Comentários de leitores

1 comentário

DISPENSA DE LICITAÇÃO

Deusarino de Melo (Consultor)

Há sim, necessidade de licitação para contratação de serviços, sejam eles quais forem. Por que é que em nosso país tudo tem que ser facilitao ao bel prazer de quem se julga endinheirado e por isso dono da situação? Dinheiro, quase nunca é sinônimo de competência. Só faz sentido quando a competência é para o enriquecimento ilícito! Daí, porque, deve haver certame licitatório para todas as prestações de serviços ao serviço público.
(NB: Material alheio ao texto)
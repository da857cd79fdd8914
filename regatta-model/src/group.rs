use std::collections::{BTreeMap, BTreeSet};

use serde::{Deserialize, Serialize};

use crate::dependency::DependencyGraph;
use crate::path::PathId;
use crate::run_spec::{AppDefinition, PodDefinition, RunSpec, Timestamp};

#[derive(Debug, Clone, PartialEq, Eq, thiserror::Error)]
pub enum GroupError {
    #[error("validation failed: {0}")]
    Validation(String),
    #[error("{0} conflicts with an existing entry of the other kind")]
    Conflict(PathId),
    #[error("dependency cycle: {0}")]
    Cycle(String),
}

/// A namespace of run specs and sub-groups. Children are keyed by their full
/// path id; nothing points back at the parent.
#[derive(Debug, Clone, PartialEq, Serialize, Deserialize)]
pub struct Group {
    pub id: PathId,
    #[serde(default)]
    pub enforce_role: bool,
    #[serde(default, skip_serializing_if = "BTreeMap::is_empty")]
    pub groups: BTreeMap<PathId, Group>,
    #[serde(default, skip_serializing_if = "BTreeMap::is_empty")]
    pub run_specs: BTreeMap<PathId, RunSpec>,
    pub version: Timestamp,
}

impl Group {
    fn empty(id: PathId, version: Timestamp) -> Self {
        Group {
            id,
            enforce_role: false,
            groups: BTreeMap::new(),
            run_specs: BTreeMap::new(),
            version,
        }
    }

    /// Descend to the group with the given id, if present.
    pub fn find_group(&self, id: &PathId) -> Option<&Group> {
        if &self.id == id {
            return Some(self);
        }
        self.groups
            .values()
            .find(|g| id == &g.id || id.is_child_of(&g.id))
            .and_then(|g| g.find_group(id))
    }

    fn find_group_mut(&mut self, id: &PathId) -> Option<&mut Group> {
        if &self.id == id {
            return Some(self);
        }
        self.groups
            .values_mut()
            .find(|g| id == &g.id || id.is_child_of(&g.id))
            .and_then(|g| g.find_group_mut(id))
    }

    pub fn transitive_run_specs(&self) -> Vec<&RunSpec> {
        let mut out: Vec<&RunSpec> = self.run_specs.values().collect();
        for group in self.groups.values() {
            out.extend(group.transitive_run_specs());
        }
        out
    }

    pub fn transitive_group_ids(&self) -> Vec<&PathId> {
        let mut out: Vec<&PathId> = vec![&self.id];
        for group in self.groups.values() {
            out.extend(group.transitive_group_ids());
        }
        out
    }
}

/// One operation inside a root-group update. Relative ids are resolved
/// against the update's target group path before anything else happens.
#[derive(Debug, Clone)]
pub enum GroupOp {
    PutApp(AppDefinition),
    PutPod(PodDefinition),
    PutGroup { id: PathId, enforce_role: bool },
    DeleteApp(PathId),
    DeletePod(PathId),
    DeleteGroup(PathId),
    SetEnforceRole { id: PathId, enforce_role: bool },
}

/// The top of the group tree; the unit of atomic update. All mutation goes
/// through [`RootGroup::update`], which returns a fresh validated root.
#[derive(Debug, Clone, PartialEq, Serialize, Deserialize)]
pub struct RootGroup {
    pub root: Group,
}

impl RootGroup {
    pub fn empty(version: Timestamp) -> Self {
        RootGroup {
            root: Group::empty(PathId::root(), version),
        }
    }

    pub fn version(&self) -> Timestamp {
        self.root.version
    }

    pub fn group(&self, id: &PathId) -> Option<&Group> {
        self.root.find_group(id)
    }

    pub fn run_spec(&self, id: &PathId) -> Option<&RunSpec> {
        self.root.find_group(&id.parent())?.run_specs.get(id)
    }

    pub fn app(&self, id: &PathId) -> Option<&AppDefinition> {
        match self.run_spec(id)? {
            RunSpec::App(app) => Some(app),
            RunSpec::Pod(_) => None,
        }
    }

    pub fn transitive_run_specs(&self) -> Vec<&RunSpec> {
        self.root.transitive_run_specs()
    }

    pub fn run_specs_by_id(&self) -> BTreeMap<PathId, &RunSpec> {
        self.transitive_run_specs()
            .into_iter()
            .map(|s| (s.id().clone(), s))
            .collect()
    }

    pub fn run_spec_ids(&self) -> BTreeSet<PathId> {
        self.transitive_run_specs()
            .into_iter()
            .map(|s| s.id().clone())
            .collect()
    }

    /// Dependency graph over run specs. A dependency naming a group expands
    /// to every run spec underneath that group.
    pub fn dependency_graph(&self) -> DependencyGraph {
        let mut edges: BTreeMap<PathId, BTreeSet<PathId>> = BTreeMap::new();
        for spec in self.transitive_run_specs() {
            let mut deps: BTreeSet<PathId> = BTreeSet::new();
            for dep in spec.dependencies() {
                if let Some(group) = self.group(dep) {
                    deps.extend(
                        group
                            .transitive_run_specs()
                            .into_iter()
                            .map(|s| s.id().clone()),
                    );
                } else {
                    deps.insert(dep.clone());
                }
            }
            deps.remove(spec.id());
            edges.insert(spec.id().clone(), deps);
        }
        DependencyGraph::new(edges)
    }

    /// Convenience wrapper around [`RootGroup::update`] for a single app.
    pub fn put_app(&self, app: AppDefinition, now: Timestamp) -> Result<RootGroup, GroupError> {
        self.update(&PathId::root(), vec![GroupOp::PutApp(app)], now)
    }

    pub fn put_pod(&self, pod: PodDefinition, now: Timestamp) -> Result<RootGroup, GroupError> {
        self.update(&PathId::root(), vec![GroupOp::PutPod(pod)], now)
    }

    /// Apply a batch of operations atomically: either every op applies and
    /// the result validates, or the original root is left untouched.
    pub fn update(
        &self,
        base: &PathId,
        ops: Vec<GroupOp>,
        now: Timestamp,
    ) -> Result<RootGroup, GroupError> {
        let mut next = self.clone();
        next.reject_role_toggle_with_spec_changes(base, &ops)?;
        for op in ops {
            next.apply(base, op, now)?;
        }
        next.root.version = now;
        next.validate()?;
        Ok(next)
    }

    /// An update that flips `enforceRole` on a group must not also touch run
    /// specs under that group; allowing both would make the intended role of
    /// the touched specs ambiguous.
    fn reject_role_toggle_with_spec_changes(
        &self,
        base: &PathId,
        ops: &[GroupOp],
    ) -> Result<(), GroupError> {
        let mut toggled: Vec<PathId> = Vec::new();
        for op in ops {
            match op {
                GroupOp::SetEnforceRole { id, enforce_role }
                | GroupOp::PutGroup {
                    id,
                    enforce_role,
                } => {
                    let id = id.canonical(base);
                    let current = self.group(&id).map(|g| g.enforce_role).unwrap_or(false);
                    if current != *enforce_role {
                        toggled.push(id);
                    }
                }
                _ => {}
            }
        }
        if toggled.is_empty() {
            return Ok(());
        }
        for op in ops {
            let changed = match op {
                GroupOp::PutApp(app) => Some(app.id.canonical(base)),
                GroupOp::PutPod(pod) => Some(pod.id.canonical(base)),
                GroupOp::DeleteApp(id) | GroupOp::DeletePod(id) => Some(id.canonical(base)),
                _ => None,
            };
            if let Some(id) = changed {
                if let Some(group) = toggled.iter().find(|g| id.is_child_of(g)) {
                    return Err(GroupError::Validation(format!(
                        "cannot change {id} while toggling enforceRole on {group} in the same update"
                    )));
                }
            }
        }
        Ok(())
    }

    fn apply(&mut self, base: &PathId, op: GroupOp, now: Timestamp) -> Result<(), GroupError> {
        match op {
            GroupOp::PutApp(mut app) => {
                app.id = app.id.canonical(base);
                self.put_run_spec(RunSpec::App(app), now)
            }
            GroupOp::PutPod(mut pod) => {
                pod.id = pod.id.canonical(base);
                self.put_run_spec(RunSpec::Pod(pod), now)
            }
            GroupOp::PutGroup { id, enforce_role } => {
                let id = id.canonical(base);
                if id.is_root() {
                    return Err(GroupError::Validation(
                        "the root group cannot be replaced".into(),
                    ));
                }
                self.ensure_group(&id, now)?;
                self.root
                    .find_group_mut(&id)
                    .expect("group just ensured")
                    .enforce_role = enforce_role;
                Ok(())
            }
            GroupOp::DeleteApp(id) | GroupOp::DeletePod(id) => {
                let id = id.canonical(base);
                if let Some(parent) = self.root.find_group_mut(&id.parent()) {
                    parent.run_specs.remove(&id);
                }
                Ok(())
            }
            GroupOp::DeleteGroup(id) => {
                let id = id.canonical(base);
                if id.is_root() {
                    return Err(GroupError::Validation("cannot delete the root group".into()));
                }
                if let Some(parent) = self.root.find_group_mut(&id.parent()) {
                    parent.groups.remove(&id);
                }
                Ok(())
            }
            GroupOp::SetEnforceRole { id, enforce_role } => {
                let id = id.canonical(base);
                let group = self.root.find_group_mut(&id).ok_or_else(|| {
                    GroupError::Validation(format!("group {id} does not exist"))
                })?;
                group.enforce_role = enforce_role;
                Ok(())
            }
        }
    }

    fn put_run_spec(&mut self, mut spec: RunSpec, now: Timestamp) -> Result<(), GroupError> {
        let id = spec.id().clone();
        if id.segments().is_empty() {
            return Err(GroupError::Validation(
                "a run spec id needs at least one segment".into(),
            ));
        }
        // a run spec id may never shadow a group id
        if self.group(&id).is_some() {
            return Err(GroupError::Conflict(id));
        }
        self.ensure_group(&id.parent(), now)?;

        if let Some(role) = self.enforced_role(&id) {
            match spec.role() {
                None => spec.set_role(role),
                Some(own) if own == role => {}
                Some(own) => {
                    return Err(GroupError::Validation(format!(
                        "{id} declares role {own:?} but its top-level group enforces {role:?}"
                    )));
                }
            }
        }

        let previous = self.run_spec(&id).cloned();
        let version_info = match &previous {
            None => crate::run_spec::VersionInfo::only(now),
            Some(prev) if spec.is_only_scale_change(prev) => {
                prev.version_info().with_scaling(now)
            }
            Some(prev) if !spec.needs_restart(prev) && spec.instances() == prev.instances() => {
                // nothing changed; keep the stored version
                prev.version_info().clone()
            }
            Some(prev) => prev.version_info().with_config_change(now),
        };
        spec.set_version_info(version_info);

        let parent = self
            .root
            .find_group_mut(&id.parent())
            .expect("parent group just ensured");
        parent.run_specs.insert(id, spec);
        Ok(())
    }

    /// Create the group chain down to `id`, refusing to shadow run specs.
    fn ensure_group(&mut self, id: &PathId, now: Timestamp) -> Result<(), GroupError> {
        let mut chain = id.ancestors();
        chain.push(id.clone());
        for group_id in chain {
            if group_id.is_root() {
                continue;
            }
            if self.run_spec(&group_id).is_some() {
                return Err(GroupError::Conflict(group_id));
            }
            let parent = self
                .root
                .find_group_mut(&group_id.parent())
                .expect("ancestors are created in order");
            parent
                .groups
                .entry(group_id.clone())
                .or_insert_with(|| Group::empty(group_id.clone(), now));
        }
        Ok(())
    }

    /// The role a run spec under `id` must carry, if its top-level group
    /// enforces one. The group's name is the role.
    pub fn enforced_role(&self, id: &PathId) -> Option<String> {
        let top_level = id.ancestors().into_iter().find(|a| !a.is_root())?;
        let group = self.group(&top_level)?;
        if group.enforce_role {
            Some(top_level.name().to_string())
        } else {
            None
        }
    }

    fn validate(&self) -> Result<(), GroupError> {
        // role consistency under enforcing top-level groups
        for spec in self.transitive_run_specs() {
            if let Some(role) = self.enforced_role(spec.id()) {
                match spec.role() {
                    Some(own) if own != role => {
                        return Err(GroupError::Validation(format!(
                            "{} carries role {own:?} under an enforced group expecting {role:?}",
                            spec.id()
                        )));
                    }
                    None => {
                        return Err(GroupError::Validation(format!(
                            "{} is missing the enforced role {role:?}",
                            spec.id()
                        )));
                    }
                    _ => {}
                }
            }
        }
        let graph = self.dependency_graph();
        if let Some(cycle) = graph.find_cycle() {
            let rendered: Vec<String> = cycle.iter().map(|p| p.to_string()).collect();
            return Err(GroupError::Cycle(rendered.join(" -> ")));
        }
        Ok(())
    }
}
Ainda mais agora, e isso é que me preocupa, que a Justiça Comum tende a abraçar a idéia de entreghar as causas que podem ser CONCILIADAS ao procedimento da JUSTIÇA ARBITRAL. Isso, com certeza, desafogará o Judiciário, mas com o ingresso de "experts em falcatruas" no ambiente arbitral, que ainda não instituiu um PODER ARBITRAL capaz de regular a Lei de Arbitragem, seus efeitos e seus integrantes, deixando, assim, um vácuo significativo. Vamos estudar, paralelamente o assunto, parta que possamos chegar a um final feliz para todos!